(Exercise goal):
Among the lines below, a stretch begins at the one with "-> Result<DateTime<FixedOffset>, WeatherError>" and ends at the one with "FixedOffset::east_opt(seconds)". Repeat that stretch exactly, ends included.

Start of Block

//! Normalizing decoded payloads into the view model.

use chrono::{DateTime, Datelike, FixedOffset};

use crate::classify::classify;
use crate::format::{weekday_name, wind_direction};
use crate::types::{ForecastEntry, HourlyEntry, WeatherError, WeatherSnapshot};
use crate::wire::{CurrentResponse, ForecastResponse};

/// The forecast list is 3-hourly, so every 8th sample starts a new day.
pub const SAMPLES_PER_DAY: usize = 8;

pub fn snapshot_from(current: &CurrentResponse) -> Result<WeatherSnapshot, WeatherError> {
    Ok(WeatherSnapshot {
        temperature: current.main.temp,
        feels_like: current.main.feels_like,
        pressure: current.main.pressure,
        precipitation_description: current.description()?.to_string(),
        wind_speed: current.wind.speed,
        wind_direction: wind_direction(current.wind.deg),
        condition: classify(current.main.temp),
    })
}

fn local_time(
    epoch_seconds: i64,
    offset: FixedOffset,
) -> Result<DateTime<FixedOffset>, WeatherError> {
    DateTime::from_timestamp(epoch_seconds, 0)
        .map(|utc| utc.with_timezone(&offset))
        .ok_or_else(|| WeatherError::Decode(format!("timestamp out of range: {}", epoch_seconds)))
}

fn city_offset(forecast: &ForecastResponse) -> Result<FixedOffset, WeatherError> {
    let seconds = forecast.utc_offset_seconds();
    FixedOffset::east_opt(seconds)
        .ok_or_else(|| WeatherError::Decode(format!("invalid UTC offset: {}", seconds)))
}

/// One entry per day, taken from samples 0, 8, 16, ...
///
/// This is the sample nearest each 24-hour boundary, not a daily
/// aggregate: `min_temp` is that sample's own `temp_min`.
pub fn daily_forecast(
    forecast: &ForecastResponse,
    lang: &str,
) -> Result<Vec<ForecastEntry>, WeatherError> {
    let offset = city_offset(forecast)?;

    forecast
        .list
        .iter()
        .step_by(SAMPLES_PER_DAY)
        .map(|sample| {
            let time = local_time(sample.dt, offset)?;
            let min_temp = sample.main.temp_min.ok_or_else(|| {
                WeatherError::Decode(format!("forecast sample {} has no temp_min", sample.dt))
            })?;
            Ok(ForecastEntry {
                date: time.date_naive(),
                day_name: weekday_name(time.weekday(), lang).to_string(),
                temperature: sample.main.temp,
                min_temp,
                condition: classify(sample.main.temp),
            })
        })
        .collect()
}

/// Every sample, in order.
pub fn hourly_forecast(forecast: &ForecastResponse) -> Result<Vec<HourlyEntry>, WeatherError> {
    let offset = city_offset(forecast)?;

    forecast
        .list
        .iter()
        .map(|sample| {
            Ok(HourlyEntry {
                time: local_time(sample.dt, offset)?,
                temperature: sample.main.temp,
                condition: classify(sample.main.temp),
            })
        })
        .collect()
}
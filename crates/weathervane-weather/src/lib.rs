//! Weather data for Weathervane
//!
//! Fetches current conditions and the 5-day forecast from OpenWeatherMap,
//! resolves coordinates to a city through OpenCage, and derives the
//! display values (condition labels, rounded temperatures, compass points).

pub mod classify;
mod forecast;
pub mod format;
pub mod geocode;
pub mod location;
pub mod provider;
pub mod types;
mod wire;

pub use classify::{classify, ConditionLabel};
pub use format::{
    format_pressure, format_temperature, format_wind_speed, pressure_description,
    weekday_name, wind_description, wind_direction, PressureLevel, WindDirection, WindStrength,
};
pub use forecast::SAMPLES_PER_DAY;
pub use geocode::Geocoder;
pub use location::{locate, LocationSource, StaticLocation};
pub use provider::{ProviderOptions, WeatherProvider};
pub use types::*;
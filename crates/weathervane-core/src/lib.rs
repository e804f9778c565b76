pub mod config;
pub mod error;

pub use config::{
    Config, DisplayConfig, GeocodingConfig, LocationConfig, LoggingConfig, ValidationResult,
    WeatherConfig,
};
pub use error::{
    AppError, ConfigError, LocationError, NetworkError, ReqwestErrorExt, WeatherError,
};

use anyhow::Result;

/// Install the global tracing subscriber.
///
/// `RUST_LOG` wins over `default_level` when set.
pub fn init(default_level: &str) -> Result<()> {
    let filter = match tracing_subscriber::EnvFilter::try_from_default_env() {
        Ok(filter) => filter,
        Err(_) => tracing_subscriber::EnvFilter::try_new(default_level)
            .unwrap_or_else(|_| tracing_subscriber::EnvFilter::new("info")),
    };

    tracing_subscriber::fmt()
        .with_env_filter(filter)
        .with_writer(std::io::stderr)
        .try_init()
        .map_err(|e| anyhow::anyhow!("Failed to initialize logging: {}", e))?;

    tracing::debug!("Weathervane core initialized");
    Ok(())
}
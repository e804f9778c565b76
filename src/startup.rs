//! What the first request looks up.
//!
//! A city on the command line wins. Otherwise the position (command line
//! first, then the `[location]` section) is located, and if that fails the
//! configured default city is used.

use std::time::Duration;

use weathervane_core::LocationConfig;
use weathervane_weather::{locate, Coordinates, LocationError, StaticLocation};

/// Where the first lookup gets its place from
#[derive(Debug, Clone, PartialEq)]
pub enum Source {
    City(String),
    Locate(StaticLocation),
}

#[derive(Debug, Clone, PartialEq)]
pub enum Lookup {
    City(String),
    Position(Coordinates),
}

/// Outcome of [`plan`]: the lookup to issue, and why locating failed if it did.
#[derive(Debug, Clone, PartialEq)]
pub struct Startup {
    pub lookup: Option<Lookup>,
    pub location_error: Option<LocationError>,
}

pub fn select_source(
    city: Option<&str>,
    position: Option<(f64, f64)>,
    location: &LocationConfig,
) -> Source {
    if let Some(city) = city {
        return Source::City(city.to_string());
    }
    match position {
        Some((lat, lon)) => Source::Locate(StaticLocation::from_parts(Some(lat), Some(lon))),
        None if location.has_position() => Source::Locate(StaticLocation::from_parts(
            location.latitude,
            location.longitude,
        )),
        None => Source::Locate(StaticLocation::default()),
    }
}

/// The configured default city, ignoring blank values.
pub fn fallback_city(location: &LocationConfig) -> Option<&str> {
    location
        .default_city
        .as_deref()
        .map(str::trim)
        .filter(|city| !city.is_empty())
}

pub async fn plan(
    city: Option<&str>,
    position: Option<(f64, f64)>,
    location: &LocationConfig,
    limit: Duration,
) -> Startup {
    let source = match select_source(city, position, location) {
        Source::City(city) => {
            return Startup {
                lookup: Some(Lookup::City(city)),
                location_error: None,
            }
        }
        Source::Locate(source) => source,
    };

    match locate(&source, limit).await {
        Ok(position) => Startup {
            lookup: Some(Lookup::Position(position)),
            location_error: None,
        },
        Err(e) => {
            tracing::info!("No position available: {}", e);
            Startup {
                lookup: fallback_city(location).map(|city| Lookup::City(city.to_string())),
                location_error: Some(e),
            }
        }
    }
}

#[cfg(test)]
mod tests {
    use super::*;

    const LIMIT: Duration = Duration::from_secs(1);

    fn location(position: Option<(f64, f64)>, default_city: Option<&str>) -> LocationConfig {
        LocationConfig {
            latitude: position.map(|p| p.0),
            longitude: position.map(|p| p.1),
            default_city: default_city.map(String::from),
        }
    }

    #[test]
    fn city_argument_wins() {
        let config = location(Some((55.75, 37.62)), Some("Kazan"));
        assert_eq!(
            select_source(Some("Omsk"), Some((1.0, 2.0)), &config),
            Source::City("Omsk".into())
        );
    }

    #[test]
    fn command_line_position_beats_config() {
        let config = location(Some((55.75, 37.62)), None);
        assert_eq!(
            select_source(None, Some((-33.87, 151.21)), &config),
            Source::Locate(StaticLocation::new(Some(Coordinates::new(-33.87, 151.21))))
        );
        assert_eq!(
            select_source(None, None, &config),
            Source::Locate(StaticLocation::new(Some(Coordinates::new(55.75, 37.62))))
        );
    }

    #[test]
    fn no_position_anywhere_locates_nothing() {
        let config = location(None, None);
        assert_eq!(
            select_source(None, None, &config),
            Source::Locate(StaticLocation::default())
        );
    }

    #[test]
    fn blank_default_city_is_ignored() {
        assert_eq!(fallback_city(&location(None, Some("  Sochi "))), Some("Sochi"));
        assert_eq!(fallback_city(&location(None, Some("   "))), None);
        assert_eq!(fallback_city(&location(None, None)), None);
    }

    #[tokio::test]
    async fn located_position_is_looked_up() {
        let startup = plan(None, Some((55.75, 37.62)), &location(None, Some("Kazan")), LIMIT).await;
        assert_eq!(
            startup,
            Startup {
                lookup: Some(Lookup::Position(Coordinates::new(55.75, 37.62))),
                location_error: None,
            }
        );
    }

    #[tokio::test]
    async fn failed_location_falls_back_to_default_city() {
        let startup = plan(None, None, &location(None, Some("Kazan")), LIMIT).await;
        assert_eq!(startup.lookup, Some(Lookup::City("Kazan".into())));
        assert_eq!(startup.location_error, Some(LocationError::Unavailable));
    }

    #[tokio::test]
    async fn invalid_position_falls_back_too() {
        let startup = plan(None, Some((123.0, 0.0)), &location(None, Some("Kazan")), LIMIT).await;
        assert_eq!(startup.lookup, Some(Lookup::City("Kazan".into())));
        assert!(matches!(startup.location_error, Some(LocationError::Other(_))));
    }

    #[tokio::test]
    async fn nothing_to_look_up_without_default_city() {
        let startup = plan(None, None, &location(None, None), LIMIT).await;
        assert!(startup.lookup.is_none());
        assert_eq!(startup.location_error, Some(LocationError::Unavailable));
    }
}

End of Block

(Task answer):
) -> Result<DateTime<FixedOffset>, WeatherError> {
    DateTime::from_timestamp(epoch_seconds, 0)
        .map(|utc| utc.with_timezone(&offset))
        .ok_or_else(|| WeatherError::Decode(format!("timestamp out of range: {}", epoch_seconds)))
}

fn city_offset(forecast: &ForecastResponse) -> Result<FixedOffset, WeatherError> {
    let seconds = forecast.utc_offset_seconds();
    FixedOffset::east_opt(seconds)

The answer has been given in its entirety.